Required action: Pull out each line of the data that includes the word "lines".

Recorded information:
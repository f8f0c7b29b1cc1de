// File: crates/chart-core/src/chart.rs
// Summary: Line chart with indicator/tooltip and its headless PNG rendering pipeline (Skia CPU raster).

use skia_safe as skia;
use tracing::{debug, warn};

use crate::axis::{time_labels, value_labels};
use crate::error::{ChartError, ChartResult};
use crate::geometry::{line_path, RectI32};
use crate::grid::value_grid_ys;
use crate::indicator::{Indicator, Tooltip, TOOLTIP_BOX_WIDTH};
use crate::projection::Projection;
use crate::text::TextShaper;
use crate::theme::Theme;
use crate::types::{Dataset, Insets, Rgba, HEIGHT, WIDTH};

const LABEL_SIZE: f32 = 12.0;
const TOOLTIP_PADDING: f32 = 8.0;
const TOOLTIP_LINE_HEIGHT: f32 = 16.0;

pub struct RenderOptions {
    pub width: i32,
    pub height: i32,
    pub insets: Insets,
    pub theme: Theme,
    /// Reveal animation progress in [0, 1]; only y grows in.
    pub progress: f64,
    /// Indicator position, in pixels from the plot's left edge.
    pub indicator_x: Option<f64>,
    pub draw_labels: bool,
    pub stroke_width: f32,
}

impl Default for RenderOptions {
    fn default() -> Self {
        Self {
            width: WIDTH,
            height: HEIGHT,
            insets: Insets::default(),
            theme: Theme::light(),
            progress: 1.0,
            indicator_x: None,
            draw_labels: true,
            stroke_width: 4.0,
        }
    }
}

impl RenderOptions {
    /// Plot rectangle inside the insets.
    pub fn plot_rect(&self) -> ChartResult<RectI32> {
        let rect = RectI32::from_ltrb(
            self.insets.left as i32,
            self.insets.top as i32,
            self.width - self.insets.right as i32,
            self.height - self.insets.bottom as i32,
        );
        if self.width <= 0 || self.height <= 0 || rect.width() <= 0 || rect.height() <= 0 {
            return Err(ChartError::InvalidViewport { width: self.width, height: self.height });
        }
        Ok(rect)
    }
}

pub struct LineChart {
    pub dataset: Dataset,
    pub x_label_count: usize,
    pub y_label_count: usize,
}

impl LineChart {
    pub fn new(dataset: Dataset) -> Self {
        Self { dataset, x_label_count: 5, y_label_count: 5 }
    }

    pub fn with_label_counts(mut self, x: usize, y: usize) -> Self {
        self.x_label_count = x;
        self.y_label_count = y;
        self
    }

    /// Tooltip for the given indicator position, using the plot size from `opts`.
    pub fn tooltip(&self, opts: &RenderOptions) -> ChartResult<Option<Tooltip>> {
        let viewport = opts.plot_rect()?.viewport();
        let projection = Projection::compute(&self.dataset, viewport);
        let indicator = opts.indicator_x.map(|x| Indicator::at(x, viewport)).unwrap_or_default();
        Ok(Tooltip::build(&self.dataset, &projection, indicator))
    }

    /// Render the chart to a PNG at `output_png_path` using a CPU raster surface.
    pub fn render_to_png(
        &self,
        opts: &RenderOptions,
        output_png_path: impl AsRef<std::path::Path>,
    ) -> ChartResult<()> {
        let bytes = self.render_to_png_bytes(opts)?;
        let path = output_png_path.as_ref();
        if let Some(parent) = path.parent() {
            std::fs::create_dir_all(parent).map_err(|e| ChartError::Render(e.to_string()))?;
        }
        std::fs::write(path, bytes).map_err(|e| ChartError::Render(e.to_string()))?;
        debug!(path = %path.display(), "wrote chart png");
        Ok(())
    }

    pub fn render_to_png_bytes(&self, opts: &RenderOptions) -> ChartResult<Vec<u8>> {
        let rect = opts.plot_rect()?;
        let mut surface = skia::surfaces::raster_n32_premul((opts.width, opts.height))
            .ok_or_else(|| ChartError::Render("failed to create raster surface".into()))?;
        let canvas = surface.canvas();
        canvas.clear(to_skia(opts.theme.background));

        let viewport = rect.viewport();
        let projection = Projection::compute(&self.dataset, viewport);
        debug!(
            series = self.dataset.series.len(),
            width = opts.width,
            height = opts.height,
            progress = opts.progress,
            "rendering line chart"
        );

        draw_grid(canvas, &rect, &projection, self.y_label_count, &opts.theme);

        for series in &self.dataset.series {
            if series.points.len() < 2 {
                warn!(label = %series.label, points = series.points.len(), "series too short to draw");
                continue;
            }
            let verts = line_path(series, &projection, viewport, opts.progress);
            draw_polyline(canvas, &rect, &verts, series.color, opts.stroke_width);
        }

        let indicator = opts.indicator_x.map(|x| Indicator::at(x, viewport)).unwrap_or_default();
        if let Some(x) = indicator.x_px {
            draw_indicator(canvas, &rect, x, &opts.theme);
        }

        if opts.draw_labels {
            let shaper = TextShaper::new();
            draw_axis_labels(canvas, &shaper, &rect, &projection, self, &opts.theme);
            if let Some(tip) = Tooltip::build(&self.dataset, &projection, indicator) {
                draw_tooltip(canvas, &shaper, &rect, &tip, &opts.theme);
            }
        }

        let image = surface.image_snapshot();
        #[allow(deprecated)]
        let data = image
            .encode_to_data(skia::EncodedImageFormat::PNG)
            .ok_or_else(|| ChartError::Render("encode PNG failed".into()))?;
        Ok(data.as_bytes().to_vec())
    }
}

// ---- helpers ----------------------------------------------------------------

fn to_skia(c: Rgba) -> skia::Color {
    skia::Color::from_argb(c.a, c.r, c.g, c.b)
}

fn stroke_paint(color: Rgba, width: f32) -> skia::Paint {
    let mut paint = skia::Paint::default();
    paint.set_anti_alias(true);
    paint.set_style(skia::paint::Style::Stroke);
    paint.set_stroke_width(width);
    paint.set_color(to_skia(color));
    paint
}

fn draw_grid(canvas: &skia::Canvas, rect: &RectI32, projection: &Projection, count: usize, theme: &Theme) {
    let paint = stroke_paint(theme.grid, 1.0);
    let (l, t, r) = (rect.left as f32, rect.top as f32, rect.right as f32);
    for y in value_grid_ys(projection, rect.viewport(), count) {
        let y = t + y as f32;
        canvas.draw_line((l, y), (r, y), &paint);
    }
}

fn draw_polyline(canvas: &skia::Canvas, rect: &RectI32, verts: &[(f64, f64)], color: Rgba, width: f32) {
    let (l, t) = (rect.left as f32, rect.top as f32);
    let mut path = skia::Path::new();
    for (i, &(x, y)) in verts.iter().enumerate() {
        let pt = (l + x as f32, t + y as f32);
        if i == 0 { path.move_to(pt); } else { path.line_to(pt); }
    }
    canvas.draw_path(&path, &stroke_paint(color, width));
}

fn draw_indicator(canvas: &skia::Canvas, rect: &RectI32, x: f64, theme: &Theme) {
    let x = rect.left as f32 + x as f32;
    let paint = stroke_paint(theme.indicator, 2.0);
    canvas.draw_line((x, rect.top as f32), (x, rect.bottom as f32), &paint);
}

fn draw_axis_labels(
    canvas: &skia::Canvas,
    shaper: &TextShaper,
    rect: &RectI32,
    projection: &Projection,
    chart: &LineChart,
    theme: &Theme,
) {
    let color = to_skia(theme.axis_label);
    let viewport = rect.viewport();
    for tick in value_labels(projection, viewport, chart.y_label_count) {
        let y = rect.top as f32 + tick.px as f32 + LABEL_SIZE * 0.4;
        shaper.draw_right(canvas, &tick.text, rect.left as f32 - 8.0, y, LABEL_SIZE, color);
    }
    for tick in time_labels(projection, viewport, chart.x_label_count) {
        let x = rect.left as f32 + tick.px as f32;
        shaper.draw_centered(canvas, &tick.text, x, rect.bottom as f32 + 20.0, LABEL_SIZE, color);
    }
}

fn draw_tooltip(canvas: &skia::Canvas, shaper: &TextShaper, rect: &RectI32, tip: &Tooltip, theme: &Theme) {
    let lines = tip.lines();
    let text_w = lines
        .iter()
        .map(|l| shaper.measure_width(l, LABEL_SIZE))
        .fold(0.0f32, f32::max);
    let box_w = text_w + TOOLTIP_PADDING * 2.0;
    let box_h = lines.len() as f32 * TOOLTIP_LINE_HEIGHT + TOOLTIP_PADDING * 2.0;

    let anchor = tip.anchor_x(rect.viewport(), (box_w as f64).max(TOOLTIP_BOX_WIDTH));
    let left = rect.left as f32 + anchor as f32;
    let top = rect.top as f32 + 10.0;

    let mut bg = skia::Paint::default();
    bg.set_anti_alias(true);
    bg.set_style(skia::paint::Style::Fill);
    bg.set_color(to_skia(theme.tooltip_background));
    let rrect = skia::RRect::new_rect_xy(skia::Rect::from_xywh(left, top, box_w, box_h), 4.0, 4.0);
    canvas.draw_rrect(rrect, &bg);

    let mut y = top + TOOLTIP_PADDING + LABEL_SIZE;
    shaper.draw_left(canvas, &tip.time_text(), left + TOOLTIP_PADDING, y, LABEL_SIZE, to_skia(theme.tooltip_text));
    for entry in &tip.entries {
        y += TOOLTIP_LINE_HEIGHT;
        shaper.draw_left(canvas, &entry.text(), left + TOOLTIP_PADDING, y, LABEL_SIZE, to_skia(entry.color));
    }
}

#[cfg(test)]
mod tests {
    use super::*;

    #[test]
    fn plot_rect_rejects_tiny_surfaces() {
        let opts = RenderOptions { width: 40, height: 40, ..RenderOptions::default() };
        assert_eq!(opts.plot_rect(), Err(ChartError::InvalidViewport { width: 40, height: 40 }));
    }

    #[test]
    fn default_plot_rect() {
        let rect = RenderOptions::default().plot_rect().unwrap();
        assert_eq!(rect, RectI32::from_ltrb(56, 16, WIDTH - 16, HEIGHT - 40));
    }
}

Exercise response:
    let lines = tip.lines();
    let text_w = lines
    let box_h = lines.len() as f32 * TOOLTIP_LINE_HEIGHT + TOOLTIP_PADDING * 2.0;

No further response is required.